■ Working data ■
#####

use axum::{
    http::StatusCode,
    response::{IntoResponse, Response},
    Json,
};
use serde::{Deserialize, Serialize};
use serde_json::json;
use utoipa::ToSchema;
use uuid::Uuid;

/// Standard error body returned by every failing endpoint.
#[derive(Debug, Serialize, Deserialize, ToSchema)]
#[schema(example = json!({
    "error": "Not Found",
    "message": "Order 550e8400-e29b-41d4-a716-446655440000 not found",
    "timestamp": "2025-11-02T10:30:00.000Z"
}))]
pub struct ErrorResponse {
    /// HTTP status category (e.g., "Not Found", "Conflict")
    pub error: String,
    /// Human-readable error description
    pub message: String,
    /// ISO 8601 timestamp when the error occurred
    pub timestamp: String,
}

#[derive(Debug, thiserror::Error)]
pub enum ServiceError {
    #[error("Database error: {0}")]
    DatabaseError(#[from] sea_orm::error::DbErr),

    #[error("Not found: {0}")]
    NotFound(String),

    #[error("Validation error: {0}")]
    ValidationError(String),

    #[error("Invalid operation: {0}")]
    InvalidOperation(String),

    #[error("Item unavailable: {0}")]
    ItemUnavailable(String),

    #[error("Conflict: {0}")]
    Conflict(String),

    #[error("Concurrent modification of order {0}")]
    ConcurrentModification(Uuid),

    #[error("Payment failed: {0}")]
    PaymentFailed(String),

    #[error("Payment gateway timed out; outcome pending reconciliation")]
    GatewayTimeout,

    #[error("Double payment detected for order {0}; frozen pending manual review")]
    DoublePaymentDetected(Uuid),

    #[error("Authentication error: {0}")]
    AuthError(String),

    #[error("Unauthorized: {0}")]
    Unauthorized(String),

    #[error("Forbidden: {0}")]
    Forbidden(String),

    #[error("External service error: {0}")]
    ExternalServiceError(String),

    #[error("Queue error: {0}")]
    QueueError(String),

    #[error("Event error: {0}")]
    EventError(String),

    #[error("Internal error: {0}")]
    InternalError(String),

    #[error("Bad request: {0}")]
    BadRequest(String),

    #[error("Other error: {0}")]
    Other(#[from] anyhow::Error),
}

impl From<validator::ValidationErrors> for ServiceError {
    fn from(err: validator::ValidationErrors) -> Self {
        ServiceError::ValidationError(err.to_string())
    }
}

impl ServiceError {
    /// Returns the HTTP status code for this error.
    /// This is the single source of truth for error-to-status mapping.
    pub fn status_code(&self) -> StatusCode {
        match self {
            Self::NotFound(_) => StatusCode::NOT_FOUND,
            Self::ValidationError(_) | Self::InvalidOperation(_) | Self::BadRequest(_) => {
                StatusCode::BAD_REQUEST
            }
            Self::ItemUnavailable(_) => StatusCode::UNPROCESSABLE_ENTITY,
            Self::Conflict(_) | Self::ConcurrentModification(_) => StatusCode::CONFLICT,
            Self::PaymentFailed(_) => StatusCode::PAYMENT_REQUIRED,
            Self::GatewayTimeout => StatusCode::GATEWAY_TIMEOUT,
            Self::DoublePaymentDetected(_) => StatusCode::CONFLICT,
            Self::AuthError(_) | Self::Unauthorized(_) => StatusCode::UNAUTHORIZED,
            Self::Forbidden(_) => StatusCode::FORBIDDEN,
            Self::ExternalServiceError(_) => StatusCode::BAD_GATEWAY,
            Self::DatabaseError(_)
            | Self::QueueError(_)
            | Self::EventError(_)
            | Self::InternalError(_)
            | Self::Other(_) => StatusCode::INTERNAL_SERVER_ERROR,
        }
    }

    /// Returns the error message suitable for HTTP responses.
    /// Internal errors return generic messages to avoid leaking implementation details.
    pub fn response_message(&self) -> String {
        match self {
            Self::DatabaseError(_) => "Database error".to_string(),
            Self::QueueError(_) | Self::EventError(_) | Self::InternalError(_) | Self::Other(_) => {
                "Internal server error".to_string()
            }
            Self::ConcurrentModification(id) => {
                format!("Order {} was modified concurrently; retry the request", id)
            }
            Self::DoublePaymentDetected(id) => {
                format!("Order {} is frozen pending manual payment review", id)
            }
            _ => self.to_string(),
        }
    }
}

impl IntoResponse for ServiceError {
    fn into_response(self) -> Response {
        let status = self.status_code();
        let message = self.response_message();

        let err = ErrorResponse {
            error: status.canonical_reason().unwrap_or("Error").to_string(),
            message,
            timestamp: chrono::Utc::now().to_rfc3339(),
        };

        (status, Json(err)).into_response()
    }
}
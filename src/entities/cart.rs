use chrono::{DateTime, Utc};
use sea_orm::entity::prelude::*;
use serde::{Deserialize, Serialize};
use uuid::Uuid;

/// Shopping cart entity. One cart per user; line items hang off it.
#[derive(Clone, Debug, PartialEq, Eq, DeriveEntityModel, Serialize, Deserialize)]
#[sea_orm(table_name = "carts")]
pub struct Model {
    #[sea_orm(primary_key, auto_increment = false)]
    pub id: Uuid,
    #[sea_orm(unique)]
    pub user_id: Uuid,
    pub created_at: DateTime<Utc>,
    pub updated_at: DateTime<Utc>,
}

#[derive(Copy, Clone, Debug, EnumIter, DeriveRelation)]
pub enum Relation {
    #[sea_orm(has_many = "super::cart_item::Entity")]
    CartItems,
}

impl Related<super::cart_item::Entity> for Entity {
    fn to() -> RelationDef {
        Relation::CartItems.def()
    }
}

impl ActiveModelBehavior for ActiveModel {}
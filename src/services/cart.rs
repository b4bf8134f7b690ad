use crate::{
    entities::{cart, cart_item, order, order_item, Cart, CartItem, Movie, OrderItem},
    errors::ServiceError,
    events::{Event, EventSender},
};
use chrono::Utc;
use rust_decimal::Decimal;
use sea_orm::{
    ActiveModelTrait, ColumnTrait, ConnectionTrait, DatabaseConnection, EntityTrait, JoinType,
    QueryFilter, QueryOrder, QuerySelect, RelationTrait, Set, TransactionTrait,
};
use serde::Serialize;
use std::sync::Arc;
use tracing::{info, instrument};
use uuid::Uuid;

/// Per-user shopping cart.
///
/// Each user has at most one cart row (unique on user_id), so cart
/// mutations for a user serialize on that row. The order engine consumes
/// the cart read-only at checkout and clears it in the same transaction.
#[derive(Clone)]
pub struct CartService {
    db: Arc<DatabaseConnection>,
    event_sender: Arc<EventSender>,
}

/// A snapshot line: the cart item joined with the movie's current price.
#[derive(Debug, Clone, Serialize)]
pub struct CartLine {
    pub movie_id: Uuid,
    pub title: String,
    pub unit_price: Decimal,
    pub quantity: i32,
    pub line_total: Decimal,
}

/// The user-facing view of a cart.
#[derive(Debug, Serialize)]
pub struct CartView {
    pub user_id: Uuid,
    pub lines: Vec<CartLine>,
    pub total: Decimal,
}

impl CartService {
    pub fn new(db: Arc<DatabaseConnection>, event_sender: Arc<EventSender>) -> Self {
        Self { db, event_sender }
    }

    /// Adds a movie to the user's cart.
    ///
    /// Rejects movies that do not exist or are unavailable, movies the user
    /// has already purchased, and duplicates of movies already in the cart.
    #[instrument(skip(self))]
    pub async fn add_item(
        &self,
        user_id: Uuid,
        movie_id: Uuid,
        quantity: i32,
    ) -> Result<(), ServiceError> {
        if quantity < 1 {
            return Err(ServiceError::ValidationError(
                "Quantity must be at least 1".to_string(),
            ));
        }

        let txn = self.db.begin().await?;

        let movie = Movie::find_by_id(movie_id)
            .one(&txn)
            .await?
            .ok_or_else(|| ServiceError::NotFound(format!("Movie {} not found", movie_id)))?;
        if !movie.available {
            return Err(ServiceError::ItemUnavailable(format!(
                "Movie {} is not available",
                movie_id
            )));
        }

        if self.user_owns_movie(&txn, user_id, movie_id).await? {
            return Err(ServiceError::Conflict(
                "You already bought this movie".to_string(),
            ));
        }

        let cart = self.get_or_create_cart(&txn, user_id).await?;

        let existing = CartItem::find()
            .filter(cart_item::Column::CartId.eq(cart.id))
            .filter(cart_item::Column::MovieId.eq(movie_id))
            .one(&txn)
            .await?;
        if existing.is_some() {
            return Err(ServiceError::Conflict(
                "Movie is already in the cart".to_string(),
            ));
        }

        let item = cart_item::ActiveModel {
            id: Set(Uuid::new_v4()),
            cart_id: Set(cart.id),
            movie_id: Set(movie_id),
            quantity: Set(quantity),
            added_at: Set(Utc::now()),
        };
        item.insert(&txn).await?;

        self.touch_cart(&txn, cart).await?;
        txn.commit().await?;

        self.event_sender
            .send_or_log(Event::CartItemAdded {
                user_id,
                movie_id,
                quantity,
            })
            .await;

        info!("Added movie {} x{} to cart of {}", movie_id, quantity, user_id);
        Ok(())
    }

    /// Sets the quantity of a movie already in the cart. Quantity stays
    /// >= 1; removal is the explicit `remove_item` operation.
    #[instrument(skip(self))]
    pub async fn set_quantity(
        &self,
        user_id: Uuid,
        movie_id: Uuid,
        quantity: i32,
    ) -> Result<(), ServiceError> {
        if quantity < 1 {
            return Err(ServiceError::ValidationError(
                "Quantity must be at least 1".to_string(),
            ));
        }

        let txn = self.db.begin().await?;

        let cart = self.find_cart(&txn, user_id).await?;
        let item = CartItem::find()
            .filter(cart_item::Column::CartId.eq(cart.id))
            .filter(cart_item::Column::MovieId.eq(movie_id))
            .one(&txn)
            .await?
            .ok_or_else(|| {
                ServiceError::NotFound(format!("Movie {} is not in the cart", movie_id))
            })?;

        let mut item: cart_item::ActiveModel = item.into();
        item.quantity = Set(quantity);
        item.update(&txn).await?;

        self.touch_cart(&txn, cart).await?;
        txn.commit().await?;

        self.event_sender
            .send_or_log(Event::CartItemUpdated {
                user_id,
                movie_id,
                quantity,
            })
            .await;

        Ok(())
    }

    /// Removes a movie from the cart.
    #[instrument(skip(self))]
    pub async fn remove_item(&self, user_id: Uuid, movie_id: Uuid) -> Result<(), ServiceError> {
        let txn = self.db.begin().await?;

        let cart = self.find_cart(&txn, user_id).await?;
        let item = CartItem::find()
            .filter(cart_item::Column::CartId.eq(cart.id))
            .filter(cart_item::Column::MovieId.eq(movie_id))
            .one(&txn)
            .await?
            .ok_or_else(|| {
                ServiceError::NotFound(format!("Movie {} is not in the cart", movie_id))
            })?;

        CartItem::delete_by_id(item.id).exec(&txn).await?;

        self.touch_cart(&txn, cart).await?;
        txn.commit().await?;

        self.event_sender
            .send_or_log(Event::CartItemRemoved { user_id, movie_id })
            .await;

        Ok(())
    }

    /// Returns the ordered contents of the user's cart priced at current
    /// catalog prices. An absent cart reads as empty.
    pub async fn snapshot(&self, user_id: Uuid) -> Result<CartView, ServiceError> {
        let Some(cart) = Cart::find()
            .filter(cart::Column::UserId.eq(user_id))
            .one(&*self.db)
            .await?
        else {
            return Ok(CartView {
                user_id,
                lines: Vec::new(),
                total: Decimal::ZERO,
            });
        };

        let rows: Vec<(cart_item::Model, Option<crate::entities::MovieModel>)> = CartItem::find()
            .filter(cart_item::Column::CartId.eq(cart.id))
            .order_by_asc(cart_item::Column::AddedAt)
            .find_also_related(Movie)
            .all(&*self.db)
            .await?;

        let mut lines = Vec::with_capacity(rows.len());
        for (item, movie) in rows {
            let movie = movie.ok_or_else(|| {
                ServiceError::InternalError(format!(
                    "cart references missing movie {}",
                    item.movie_id
                ))
            })?;
            let line_total = movie.price * Decimal::from(item.quantity);
            lines.push(CartLine {
                movie_id: item.movie_id,
                title: movie.title,
                unit_price: movie.price,
                quantity: item.quantity,
                line_total,
            });
        }

        let total = lines.iter().map(|l| l.line_total).sum();
        Ok(CartView {
            user_id,
            lines,
            total,
        })
    }

    /// Deletes every item from the user's cart.
    #[instrument(skip(self))]
    pub async fn clear(&self, user_id: Uuid) -> Result<(), ServiceError> {
        let txn = self.db.begin().await?;

        let cart = self.find_cart(&txn, user_id).await?;
        CartItem::delete_many()
            .filter(cart_item::Column::CartId.eq(cart.id))
            .exec(&txn)
            .await?;

        self.touch_cart(&txn, cart).await?;
        txn.commit().await?;

        self.event_sender.send_or_log(Event::CartCleared(user_id)).await;

        info!("Cleared cart of user {}", user_id);
        Ok(())
    }

    async fn find_cart<C: ConnectionTrait>(
        &self,
        conn: &C,
        user_id: Uuid,
    ) -> Result<cart::Model, ServiceError> {
        Cart::find()
            .filter(cart::Column::UserId.eq(user_id))
            .one(conn)
            .await?
            .ok_or_else(|| ServiceError::NotFound("Cart is empty".to_string()))
    }

    async fn get_or_create_cart<C: ConnectionTrait>(
        &self,
        conn: &C,
        user_id: Uuid,
    ) -> Result<cart::Model, ServiceError> {
        if let Some(cart) = Cart::find()
            .filter(cart::Column::UserId.eq(user_id))
            .one(conn)
            .await?
        {
            return Ok(cart);
        }

        let now = Utc::now();
        let cart = cart::ActiveModel {
            id: Set(Uuid::new_v4()),
            user_id: Set(user_id),
            created_at: Set(now),
            updated_at: Set(now),
        };
        Ok(cart.insert(conn).await?)
    }

    async fn touch_cart<C: ConnectionTrait>(
        &self,
        conn: &C,
        cart: cart::Model,
    ) -> Result<(), ServiceError> {
        let mut active: cart::ActiveModel = cart.into();
        active.updated_at = Set(Utc::now());
        active.update(conn).await?;
        Ok(())
    }

    /// True when a paid order of this user contains the movie.
    async fn user_owns_movie<C: ConnectionTrait>(
        &self,
        conn: &C,
        user_id: Uuid,
        movie_id: Uuid,
    ) -> Result<bool, ServiceError> {
        let owned = OrderItem::find()
            .join(JoinType::InnerJoin, order_item::Relation::Order.def())
            .filter(order::Column::UserId.eq(user_id))
            .filter(order::Column::Status.eq(order::OrderStatus::Paid))
            .filter(order_item::Column::MovieId.eq(movie_id))
            .one(conn)
            .await?;
        Ok(owned.is_some())
    }
}

#[cfg(test)]
mod tests {
    use super::*;
    use rust_decimal_macros::dec;

    #[test]
    fn cart_view_totals() {
        let lines = vec![
            CartLine {
                movie_id: Uuid::new_v4(),
                title: "A".to_string(),
                unit_price: dec!(9.99),
                quantity: 1,
                line_total: dec!(9.99),
            },
            CartLine {
                movie_id: Uuid::new_v4(),
                title: "B".to_string(),
                unit_price: dec!(4.50),
                quantity: 2,
                line_total: dec!(9.00),
            },
        ];
        let total: Decimal = lines.iter().map(|l| l.line_total).sum();
        assert_eq!(total, dec!(18.99));
    }
}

#####

For the listing above, identify each line bearing "format".

                format!("Order {} was modified concurrently; retry the request", id)
                format!("Order {} is frozen pending manual payment review", id)
            .ok_or_else(|| ServiceError::NotFound(format!("Movie {} not found", movie_id)))?;
            return Err(ServiceError::ItemUnavailable(format!(
                ServiceError::NotFound(format!("Movie {} is not in the cart", movie_id))
                ServiceError::NotFound(format!("Movie {} is not in the cart", movie_id))
                ServiceError::InternalError(format!(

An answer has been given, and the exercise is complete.